» Work to be completed
From the entries below, gather every line containing the string "wrappers".

(Given information begins)

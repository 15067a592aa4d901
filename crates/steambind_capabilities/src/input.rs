use std::fmt;
use std::sync::Arc;

use crate::interface::{acquire, require_wide_words};
use steambind_sys::symbols;
use steambind_sys::types::STEAM_INPUT_MAX_COUNT;
use steambind_sys::{InputHandle, NativeCall, Result};

/// `ESteamInputType`
#[repr(transparent)]
#[derive(Debug, Clone, Copy, PartialEq, Eq, Hash, Default)]
pub struct InputType(pub i32);

impl InputType {
    pub const UNKNOWN: Self = Self(0);
    pub const STEAM_CONTROLLER: Self = Self(1);
    pub const XBOX_360: Self = Self(2);
    pub const XBOX_ONE: Self = Self(3);
    pub const GENERIC_GAMEPAD: Self = Self(4);
    pub const PS4: Self = Self(5);
    pub const APPLE_MFI: Self = Self(6);
    pub const ANDROID: Self = Self(7);
    pub const SWITCH_JOYCON_PAIR: Self = Self(8);
    pub const SWITCH_JOYCON_SINGLE: Self = Self(9);
    pub const SWITCH_PRO: Self = Self(10);
    pub const MOBILE_TOUCH: Self = Self(11);
    pub const PS3: Self = Self(12);
    pub const PS5: Self = Self(13);
    pub const STEAM_DECK: Self = Self(14);

    pub const fn name(self) -> &'static str {
        match self.0 {
            1 => "SteamController",
            2 => "XBox360Controller",
            3 => "XBoxOneController",
            4 => "GenericGamepad",
            5 => "PS4Controller",
            6 => "AppleMFiController",
            7 => "AndroidController",
            8 => "SwitchJoyConPair",
            9 => "SwitchJoyConSingle",
            10 => "SwitchProController",
            11 => "MobileTouch",
            12 => "PS3Controller",
            13 => "PS5Controller",
            14 => "SteamDeckController",
            _ => "Unknown",
        }
    }
}

impl fmt::Display for InputType {
    fn fmt(&self, f: &mut fmt::Formatter<'_>) -> fmt::Result {
        f.write_str(self.name())
    }
}

pub struct SteamInput {
    native: Arc<dyn NativeCall>,
    this: usize,
}

impl SteamInput {
    pub fn new(native: Arc<dyn NativeCall>) -> Result<Self> {
        let this = acquire(&*native, symbols::STEAM_INPUT)?;
        Ok(Self { native, this })
    }

    /// Start the input subsystem. With `explicitly_call_run_frame` the caller
    /// drives [`run_frame`](Self::run_frame) itself.
    pub fn init(&self, explicitly_call_run_frame: bool) -> Result<bool> {
        Ok(self
            .native
            .call(
                symbols::INPUT_INIT,
                &[self.this, usize::from(explicitly_call_run_frame)],
            )?
            .as_bool())
    }

    pub fn run_frame(&self) -> Result<()> {
        // Second argument is `bReservedValue`.
        self.native.call(symbols::INPUT_RUN_FRAME, &[self.this, 0])?;
        Ok(())
    }

    pub fn connected_controllers(&self) -> Result<Vec<InputHandle>> {
        let mut handles = [InputHandle::default(); STEAM_INPUT_MAX_COUNT];
        let count = self
            .native
            .call(
                symbols::INPUT_GET_CONNECTED_CONTROLLERS,
                &[self.this, handles.as_mut_ptr() as usize],
            )?
            .as_i32();
        let count = usize::try_from(count).unwrap_or(0).min(STEAM_INPUT_MAX_COUNT);
        Ok(handles[..count].to_vec())
    }

    pub fn input_type_for_handle(&self, handle: InputHandle) -> Result<InputType> {
        require_wide_words(symbols::INPUT_GET_INPUT_TYPE_FOR_HANDLE)?;
        let kind = self.native.call(
            symbols::INPUT_GET_INPUT_TYPE_FOR_HANDLE,
            &[self.this, handle.0 as usize],
        )?;
        Ok(InputType(kind.as_i32()))
    }
}

#[cfg(test)]
mod tests {
    use super::*;
    use crate::interface::testing::native_with;

    #[test]
    fn test_connected_controllers_trims_to_count() {
        let mock = native_with(symbols::STEAM_INPUT);
        mock.respond(symbols::INPUT_GET_CONNECTED_CONTROLLERS, |args| {
            let out = args[1] as *mut InputHandle;
            // SAFETY: args[1] is an array of STEAM_INPUT_MAX_COUNT handles.
            unsafe {
                out.write(InputHandle(11));
                out.add(1).write(InputHandle(12));
            }
            2
        });

        let input = SteamInput::new(mock).unwrap();
        assert_eq!(
            input.connected_controllers().unwrap(),
            vec![InputHandle(11), InputHandle(12)]
        );
    }

    #[test]
    fn test_input_type_and_init_flags() {
        let mock = native_with(symbols::STEAM_INPUT);
        mock.respond(symbols::INPUT_GET_INPUT_TYPE_FOR_HANDLE, |_| 13);
        mock.respond(symbols::INPUT_INIT, |args| args[1]);

        let input = SteamInput::new(mock.clone()).unwrap();
        let kind = input.input_type_for_handle(InputHandle(11)).unwrap();
        assert_eq!(kind, InputType::PS5);
        assert_eq!(kind.to_string(), "PS5Controller");

        assert!(input.init(true).unwrap());
        assert!(!input.init(false).unwrap());
        input.run_frame().unwrap();
        assert_eq!(mock.count(symbols::INPUT_RUN_FRAME), 1);
    }
}
use tracing::debug;

use steambind_sys::{Error, NativeCall, Result};

/// Fetch the interface pointer returned by `accessor`.
pub(crate) fn acquire(native: &dyn NativeCall, accessor: &'static str) -> Result<usize> {
    let this = native.call(accessor, &[])?;
    if this.is_null() {
        return Err(Error::NullInterface(accessor));
    }
    debug!(accessor, "acquired interface");
    Ok(this.raw())
}

/// 64-bit arguments and return values travel in a single native word.
pub(crate) fn require_wide_words(operation: &'static str) -> Result<()> {
    if usize::BITS < u64::BITS {
        return Err(Error::Platform(operation));
    }
    Ok(())
}

pub(crate) fn length_arg(what: &'static str, value: usize) -> Result<usize> {
    i32::try_from(value)
        .map(|_| value)
        .map_err(|_| Error::ArgumentRange { what, value })
}

#[cfg(test)]
pub(crate) mod testing {
    use std::sync::Arc;

    use steambind_sys::mock::MockNative;

    pub const INTERFACE: usize = 0x5000;

    /// Mock whose interface accessors all return [`INTERFACE`].
    pub fn native_with(accessor: &str) -> Arc<MockNative> {
        let mock = Arc::new(MockNative::new());
        mock.respond(accessor, |_| INTERFACE);
        mock
    }
}

#[cfg(test)]
mod tests {
    use super::*;
    use steambind_sys::mock::MockNative;
    use steambind_sys::symbols;

    #[test]
    fn test_null_interface_is_an_error() {
        let mock = MockNative::new();
        assert!(matches!(
            acquire(&mock, symbols::STEAM_APPS),
            Err(Error::NullInterface(symbols::STEAM_APPS))
        ));
    }

    #[test]
    fn test_length_arg_limits() {
        assert_eq!(length_arg("buffer", 64).unwrap(), 64);
        assert!(matches!(
            length_arg("buffer", usize::MAX),
            Err(Error::ArgumentRange { what: "buffer", .. })
        ));
    }
}
use std::fmt;
use std::ops::BitOr;
use std::sync::Arc;

use tracing::{debug, trace, warn};

use crate::interface::{acquire, length_arg};
use steambind_sys::symbols;
use steambind_sys::{EResult, Error, NativeCall, Result, SteamId};

/// `ESteamNetworkingIdentityType`
#[repr(transparent)]
#[derive(Debug, Clone, Copy, PartialEq, Eq, Hash, Default)]
pub struct IdentityType(pub i32);

impl IdentityType {
    pub const INVALID: Self = Self(0);
    pub const IP_ADDRESS: Self = Self(1);
    pub const GENERIC_STRING: Self = Self(2);
    pub const GENERIC_BYTES: Self = Self(3);
    pub const STEAM_ID: Self = Self(16);
}

const IDENTITY_DATA_LEN: usize = 128;
const GENERIC_STRING_MAX: usize = 32;

/// `SteamNetworkingIdentity`. Byte-packed in the SDK, so the layout is the
/// same on every platform. The wrappers pass it to the library by address.
#[repr(C)]
#[derive(Clone, Copy, PartialEq, Eq)]
pub struct NetworkingIdentity {
    kind: IdentityType,
    size: i32,
    data: [u8; IDENTITY_DATA_LEN],
}

impl Default for NetworkingIdentity {
    fn default() -> Self {
        Self {
            kind: IdentityType::INVALID,
            size: 0,
            data: [0; IDENTITY_DATA_LEN],
        }
    }
}

impl NetworkingIdentity {
    pub fn from_steam_id(id: SteamId) -> Self {
        let mut identity = Self {
            kind: IdentityType::STEAM_ID,
            size: size_of::<u64>() as i32,
            ..Self::default()
        };
        identity.data[..8].copy_from_slice(&id.0.to_ne_bytes());
        identity
    }

    /// A free-form identity; at most 31 bytes plus the terminating NUL.
    pub fn from_generic_string(name: &str) -> Result<Self> {
        let bytes = steambind_sys::c_string(name)?.into_bytes_with_nul();
        if bytes.len() > GENERIC_STRING_MAX {
            return Err(Error::ArgumentRange {
                what: "generic identity string",
                value: bytes.len(),
            });
        }
        let mut identity = Self {
            kind: IdentityType::GENERIC_STRING,
            size: bytes.len() as i32,
            ..Self::default()
        };
        identity.data[..bytes.len()].copy_from_slice(&bytes);
        Ok(identity)
    }

    pub fn kind(&self) -> IdentityType {
        self.kind
    }

    pub fn steam_id(&self) -> Option<SteamId> {
        if self.kind != IdentityType::STEAM_ID {
            return None;
        }
        let mut word = [0u8; 8];
        word.copy_from_slice(&self.data[..8]);
        Some(SteamId(u64::from_ne_bytes(word)))
    }

    pub fn generic_string(&self) -> Option<String> {
        (self.kind == IdentityType::GENERIC_STRING).then(|| nul_terminated(&self.data))
    }

    fn as_arg(&self) -> usize {
        std::ptr::from_ref(self) as usize
    }
}

impl fmt::Debug for NetworkingIdentity {
    fn fmt(&self, f: &mut fmt::Formatter<'_>) -> fmt::Result {
        match (self.steam_id(), self.generic_string()) {
            (Some(id), _) => write!(f, "steamid:{id}"),
            (_, Some(name)) => write!(f, "str:{name}"),
            _ => write!(f, "identity(kind {})", self.kind.0),
        }
    }
}

/// `k_nSteamNetworkingSend_*` flags.
#[repr(transparent)]
#[derive(Debug, Clone, Copy, PartialEq, Eq, Hash, Default)]
pub struct SendFlags(pub i32);

impl SendFlags {
    pub const UNRELIABLE: Self = Self(0);
    pub const NO_NAGLE: Self = Self(1);
    pub const NO_DELAY: Self = Self(4);
    pub const RELIABLE: Self = Self(8);
    pub const USE_CURRENT_THREAD: Self = Self(16);
    pub const AUTO_RESTART_BROKEN_SESSION: Self = Self(32);
}

impl BitOr for SendFlags {
    type Output = Self;

    fn bitor(self, rhs: Self) -> Self {
        Self(self.0 | rhs.0)
    }
}

/// `ESteamNetworkingConnectionState`
#[repr(transparent)]
#[derive(Debug, Clone, Copy, PartialEq, Eq, Hash, Default)]
pub struct ConnectionState(pub i32);

impl ConnectionState {
    pub const NONE: Self = Self(0);
    pub const CONNECTING: Self = Self(1);
    pub const FINDING_ROUTE: Self = Self(2);
    pub const CONNECTED: Self = Self(3);
    pub const CLOSED_BY_PEER: Self = Self(4);
    pub const PROBLEM_DETECTED_LOCALLY: Self = Self(5);
    pub const FIN_WAIT: Self = Self(-1);
    pub const LINGER: Self = Self(-2);
    pub const DEAD: Self = Self(-3);

    pub const fn name(self) -> Option<&'static str> {
        Some(match self.0 {
            0 => "None",
            1 => "Connecting",
            2 => "FindingRoute",
            3 => "Connected",
            4 => "ClosedByPeer",
            5 => "ProblemDetectedLocally",
            -1 => "FinWait",
            -2 => "Linger",
            -3 => "Dead",
            _ => return None,
        })
    }
}

impl fmt::Display for ConnectionState {
    fn fmt(&self, f: &mut fmt::Formatter<'_>) -> fmt::Result {
        match self.name() {
            Some(name) => f.write_str(name),
            None => write!(f, "ConnectionState({})", self.0),
        }
    }
}

/// `SteamNetworkingIPAddr`: IPv6, or IPv4 mapped into IPv6, and a port.
#[repr(C)]
#[derive(Debug, Clone, Copy, PartialEq, Eq, Default)]
pub struct NetworkingAddr {
    pub ipv6: [u8; 16],
    pub port: u16,
}

/// `SteamNetConnectionInfo_t`
#[repr(C)]
#[derive(Clone, Copy)]
pub struct ConnectionInfo {
    pub remote: NetworkingIdentity,
    pub user_data: i64,
    pub listen_socket: u32,
    pub remote_addr: NetworkingAddr,
    _pad: u16,
    pub pop_remote: u32,
    pub pop_relay: u32,
    pub state: ConnectionState,
    pub end_reason: i32,
    end_debug: [u8; 128],
    description: [u8; 128],
    pub flags: i32,
    _reserved: [u32; 63],
}

impl ConnectionInfo {
    pub fn end_debug(&self) -> String {
        nul_terminated(&self.end_debug)
    }

    pub fn description(&self) -> String {
        nul_terminated(&self.description)
    }
}

impl Default for ConnectionInfo {
    fn default() -> Self {
        // SAFETY: integers and byte arrays only; all zeroes is a valid value.
        unsafe { std::mem::zeroed() }
    }
}

impl fmt::Debug for ConnectionInfo {
    fn fmt(&self, f: &mut fmt::Formatter<'_>) -> fmt::Result {
        f.debug_struct("ConnectionInfo")
            .field("remote", &self.remote)
            .field("state", &self.state)
            .field("end_reason", &self.end_reason)
            .field("description", &self.description())
            .finish_non_exhaustive()
    }
}

/// `SteamNetConnectionRealTimeStatus_t`
#[repr(C)]
#[derive(Debug, Clone, Copy, PartialEq, Default)]
pub struct RealTimeStatus {
    pub state: ConnectionState,
    pub ping_ms: i32,
    pub quality_local: f32,
    pub quality_remote: f32,
    pub out_packets_per_sec: f32,
    pub out_bytes_per_sec: f32,
    pub in_packets_per_sec: f32,
    pub in_bytes_per_sec: f32,
    pub send_rate_bytes_per_sec: i32,
    pub pending_unreliable: i32,
    pub pending_reliable: i32,
    pub sent_unacked_reliable: i32,
    pub queue_time_us: i64,
    _reserved: [u32; 16],
}

/// Everything `GetSessionConnectionInfo` reports about one session.
#[derive(Debug, Clone, Copy)]
pub struct SessionInfo {
    pub state: ConnectionState,
    pub info: ConnectionInfo,
    pub status: RealTimeStatus,
}

/// `SteamNetworkingMessage_t`, as far as the wrappers read it.
#[cfg_attr(not(windows), repr(C, packed(4)))]
#[cfg_attr(windows, repr(C))]
#[derive(Clone, Copy)]
struct RawMessage {
    data: usize,
    size: i32,
    _connection: u32,
    peer: NetworkingIdentity,
    _connection_user_data: i64,
    time_received: i64,
    message_number: i64,
    _free_data: usize,
    _release: usize,
    channel: i32,
    flags: i32,
    _user_data: i64,
    _lane: u16,
    _pad: u16,
}

/// A message owned by the library until it is released. Dropping it
/// releases it; [`release`](Self::release) does the same and reports errors.
pub struct ReceivedMessage {
    native: Arc<dyn NativeCall>,
    ptr: usize,
    data: usize,
    len: usize,
    peer: NetworkingIdentity,
    channel: i32,
    flags: i32,
    message_number: i64,
    time_received: i64,
}

impl ReceivedMessage {
    /// Copy the header out of the native message at `ptr`.
    ///
    /// # Safety
    /// `ptr` must point at a live `SteamNetworkingMessage_t` that stays valid
    /// until released through `native`.
    unsafe fn from_raw(native: Arc<dyn NativeCall>, ptr: usize) -> Self {
        // SAFETY: guaranteed by the caller; the native struct may be less
        // aligned than the Rust one.
        let raw = unsafe { (ptr as *const RawMessage).read_unaligned() };
        Self {
            native,
            ptr,
            data: raw.data,
            len: usize::try_from(raw.size).unwrap_or(0),
            peer: raw.peer,
            channel: raw.channel,
            flags: raw.flags,
            message_number: raw.message_number,
            time_received: raw.time_received,
        }
    }

    pub fn data(&self) -> &[u8] {
        if self.data == 0 || self.len == 0 {
            return &[];
        }
        // SAFETY: the library keeps `len` bytes at `data` alive until this
        // message is released, which needs `self` by value or on drop.
        unsafe { std::slice::from_raw_parts(self.data as *const u8, self.len) }
    }

    pub fn peer(&self) -> &NetworkingIdentity {
        &self.peer
    }

    pub fn channel(&self) -> i32 {
        self.channel
    }

    pub fn flags(&self) -> SendFlags {
        SendFlags(self.flags)
    }

    pub fn message_number(&self) -> i64 {
        self.message_number
    }

    /// Local receive time in microseconds.
    pub fn time_received(&self) -> i64 {
        self.time_received
    }

    pub fn release(mut self) -> Result<()> {
        self.release_native()
    }

    fn release_native(&mut self) -> Result<()> {
        let ptr = std::mem::take(&mut self.ptr);
        if ptr == 0 {
            return Ok(());
        }
        self.native.call(symbols::NETWORKING_MESSAGE_RELEASE, &[ptr])?;
        trace!(message = self.message_number, "released networking message");
        Ok(())
    }
}

impl Drop for ReceivedMessage {
    fn drop(&mut self) {
        if let Err(err) = self.release_native() {
            warn!(error = %err, "failed to release networking message");
        }
    }
}

impl fmt::Debug for ReceivedMessage {
    fn fmt(&self, f: &mut fmt::Formatter<'_>) -> fmt::Result {
        f.debug_struct("ReceivedMessage")
            .field("peer", &self.peer)
            .field("channel", &self.channel)
            .field("message_number", &self.message_number)
            .field("len", &self.len)
            .finish_non_exhaustive()
    }
}

/// Release every message, even after a failure; returns the first error.
pub fn release_messages(messages: impl IntoIterator<Item = ReceivedMessage>) -> Result<()> {
    let mut first = None;
    for message in messages {
        if let Err(err) = message.release() {
            first.get_or_insert(err);
        }
    }
    first.map_or(Ok(()), Err)
}

/// Connectionless messaging with other users over Steam's relay network.
pub struct SteamNetworkingMessages {
    native: Arc<dyn NativeCall>,
    this: usize,
}

impl SteamNetworkingMessages {
    pub fn new(native: Arc<dyn NativeCall>) -> Result<Self> {
        let this = acquire(&*native, symbols::STEAM_NETWORKING_MESSAGES)?;
        Ok(Self { native, this })
    }

    pub fn send_message_to_user(
        &self,
        remote: &NetworkingIdentity,
        data: &[u8],
        flags: SendFlags,
        channel: i32,
    ) -> Result<EResult> {
        let len = length_arg("message", data.len())?;
        let result = EResult(
            self.native
                .call(
                    symbols::NETWORKING_MESSAGES_SEND_MESSAGE_TO_USER,
                    &[
                        self.this,
                        remote.as_arg(),
                        data.as_ptr() as usize,
                        len,
                        flags.0 as usize,
                        channel as usize,
                    ],
                )?
                .as_i32(),
        );
        debug!(peer = ?remote, len, channel, %result, "sent message");
        Ok(result)
    }

    /// Take up to `max_messages` waiting messages on `channel`.
    pub fn receive_messages_on_channel(
        &self,
        channel: i32,
        max_messages: usize,
    ) -> Result<Vec<ReceivedMessage>> {
        if max_messages == 0 {
            return Ok(Vec::new());
        }
        let max = length_arg("max messages", max_messages)?;
        let mut out = vec![0usize; max_messages];
        let count = self
            .native
            .call(
                symbols::NETWORKING_MESSAGES_RECEIVE_MESSAGES_ON_CHANNEL,
                &[self.this, channel as usize, out.as_mut_ptr() as usize, max],
            )?
            .as_i32();
        let count = usize::try_from(count).unwrap_or(0).min(max_messages);

        let messages: Vec<_> = out[..count]
            .iter()
            .filter(|ptr| **ptr != 0)
            // SAFETY: the library filled `count` entries with messages that
            // are ours until released.
            .map(|&ptr| unsafe { ReceivedMessage::from_raw(Arc::clone(&self.native), ptr) })
            .collect();
        if messages.len() != count {
            warn!(channel, count, "library returned null message pointers");
        }
        trace!(channel, count = messages.len(), "received messages");
        Ok(messages)
    }

    pub fn accept_session_with_user(&self, remote: &NetworkingIdentity) -> Result<bool> {
        Ok(self
            .native
            .call(
                symbols::NETWORKING_MESSAGES_ACCEPT_SESSION_WITH_USER,
                &[self.this, remote.as_arg()],
            )?
            .as_bool())
    }

    pub fn close_session_with_user(&self, remote: &NetworkingIdentity) -> Result<bool> {
        Ok(self
            .native
            .call(
                symbols::NETWORKING_MESSAGES_CLOSE_SESSION_WITH_USER,
                &[self.this, remote.as_arg()],
            )?
            .as_bool())
    }

    pub fn close_channel_with_user(&self, remote: &NetworkingIdentity, channel: i32) -> Result<bool> {
        Ok(self
            .native
            .call(
                symbols::NETWORKING_MESSAGES_CLOSE_CHANNEL_WITH_USER,
                &[self.this, remote.as_arg(), channel as usize],
            )?
            .as_bool())
    }

    pub fn session_connection_info(&self, remote: &NetworkingIdentity) -> Result<SessionInfo> {
        let mut info = ConnectionInfo::default();
        let mut status = RealTimeStatus::default();
        let state = self
            .native
            .call(
                symbols::NETWORKING_MESSAGES_GET_SESSION_CONNECTION_INFO,
                &[
                    self.this,
                    remote.as_arg(),
                    (&raw mut info) as usize,
                    (&raw mut status) as usize,
                ],
            )?
            .as_i32();
        Ok(SessionInfo {
            state: ConnectionState(state),
            info,
            status,
        })
    }
}

fn nul_terminated(bytes: &[u8]) -> String {
    let end = bytes.iter().position(|b| *b == 0).unwrap_or(bytes.len());
    String::from_utf8_lossy(&bytes[..end]).into_owned()
}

(Given information ends)

» Exercise solution
/// same on every platform. The wrappers pass it to the library by address.
/// `SteamNetworkingMessage_t`, as far as the wrappers read it.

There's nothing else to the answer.